//! File-to-file expansion: load, expand, resolve the output path, save.

use std::path::{Path, PathBuf};

use tracing::info;

use crate::canvas::expand;
use crate::options::ExpandOptions;
use crate::{ExpandError, Result};

/// Suffix appended to the input file stem when no output path is given.
const OUTPUT_SUFFIX: &str = "_expanded";

/// Derive the default output path for `input`.
///
/// Appends `_expanded` to the file stem, keeping directory and extension:
/// `photos/banner.png` becomes `photos/banner_expanded.png`.
pub fn derive_output_path(input: &Path) -> PathBuf {
    let mut name = input.file_stem().unwrap_or_default().to_os_string();
    name.push(OUTPUT_SUFFIX);
    if let Some(ext) = input.extension() {
        name.push(".");
        name.push(ext);
    }
    input.with_file_name(name)
}

/// Expand the image at `input` and save the result.
///
/// When `output` is `None` the destination is derived next to the input.
/// The output format is inferred from the destination extension by the
/// image codec. Returns the path the canvas was written to.
pub fn expand_file(
    input: &Path,
    output: Option<&Path>,
    options: &ExpandOptions,
) -> Result<PathBuf> {
    let img = image::open(input).map_err(|source| ExpandError::Open {
        path: input.to_path_buf(),
        source,
    })?;
    info!(
        "Loaded {} ({}x{})",
        input.display(),
        img.width(),
        img.height()
    );

    let expanded = expand(&img, options)?;

    let output_path = match output {
        Some(path) => path.to_path_buf(),
        None => derive_output_path(input),
    };

    expanded
        .save(&output_path)
        .map_err(|source| ExpandError::Save {
            path: output_path.clone(),
            source,
        })?;
    info!("Saved expanded image to {}", output_path.display());

    Ok(output_path)
}

#[cfg(test)]
mod tests {
    use super::*;
    use crate::color::PaddingColor;
    use image::{Rgb, RgbImage};

    #[test]
    fn derive_output_path_appends_suffix_before_extension() {
        assert_eq!(
            derive_output_path(Path::new("photo.png")),
            PathBuf::from("photo_expanded.png")
        );
        assert_eq!(
            derive_output_path(Path::new("shots/banner.jpeg")),
            PathBuf::from("shots/banner_expanded.jpeg")
        );
    }

    #[test]
    fn derive_output_path_without_extension() {
        assert_eq!(
            derive_output_path(Path::new("photo")),
            PathBuf::from("photo_expanded")
        );
    }

    fn write_test_image(path: &Path, width: u32, height: u32) {
        let mut img = RgbImage::new(width, height);
        for (x, y, pixel) in img.enumerate_pixels_mut() {
            *pixel = Rgb([(x % 256) as u8, (y % 256) as u8, 200]);
        }
        img.save(path).unwrap();
    }

    #[test]
    fn expand_file_derives_output_next_to_input() {
        let dir = tempfile::tempdir().unwrap();
        let input = dir.path().join("strip.png");
        write_test_image(&input, 100, 100);

        let saved = expand_file(&input, None, &ExpandOptions::default()).unwrap();
        assert_eq!(saved, dir.path().join("strip_expanded.png"));

        let out = image::open(&saved).unwrap();
        assert_eq!(out.width(), 191);
        assert_eq!(out.height(), 100);
    }

    #[test]
    fn expand_file_respects_explicit_output_path() {
        let dir = tempfile::tempdir().unwrap();
        let input = dir.path().join("strip.png");
        let output = dir.path().join("wide.png");
        write_test_image(&input, 50, 100);

        let options = ExpandOptions::new()
            .with_target_ratio(2.0)
            .with_padding_color(PaddingColor::White);
        let saved = expand_file(&input, Some(&output), &options).unwrap();
        assert_eq!(saved, output);

        let out = image::open(&saved).unwrap().to_rgb8();
        assert_eq!(out.width(), 200);
        // Left margin is white, pasted region starts at x = 75
        assert_eq!(*out.get_pixel(0, 0), Rgb([255, 255, 255]));
        assert_eq!(*out.get_pixel(75, 0), Rgb([0, 0, 200]));
    }

    #[test]
    fn expand_file_round_trip_preserves_source_pixels() {
        let dir = tempfile::tempdir().unwrap();
        let input = dir.path().join("gradient.png");
        write_test_image(&input, 64, 32);

        let options = ExpandOptions::new().with_target_ratio(4.0);
        let saved = expand_file(&input, None, &options).unwrap();

        let src = image::open(&input).unwrap().to_rgb8();
        let out = image::open(&saved).unwrap().to_rgb8();
        assert_eq!(out.width(), 128);
        let offset = (128 - 64) / 2;
        for y in 0..32 {
            for x in 0..64 {
                assert_eq!(out.get_pixel(x + offset, y), src.get_pixel(x, y));
            }
        }
    }

    #[test]
    fn expand_file_unreadable_input_is_an_open_error() {
        let dir = tempfile::tempdir().unwrap();
        let missing = dir.path().join("missing.png");

        let err = expand_file(&missing, None, &ExpandOptions::default()).unwrap_err();
        match err {
            ExpandError::Open { path, .. } => assert_eq!(path, missing),
            other => panic!("expected Open error, got {other:?}"),
        }
    }

    #[test]
    fn expand_file_undecodable_input_is_an_open_error() {
        let dir = tempfile::tempdir().unwrap();
        let input = dir.path().join("not_an_image.png");
        std::fs::write(&input, b"definitely not a png").unwrap();

        let err = expand_file(&input, None, &ExpandOptions::default()).unwrap_err();
        assert!(matches!(err, ExpandError::Open { .. }));
    }
}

- - - -

Collect each line above holding the string "missing".

**Result of this exercise:**
        let missing = dir.path().join("missing.png");
        let err = expand_file(&missing, None, &ExpandOptions::default()).unwrap_err();
            ExpandError::Open { path, .. } => assert_eq!(path, missing),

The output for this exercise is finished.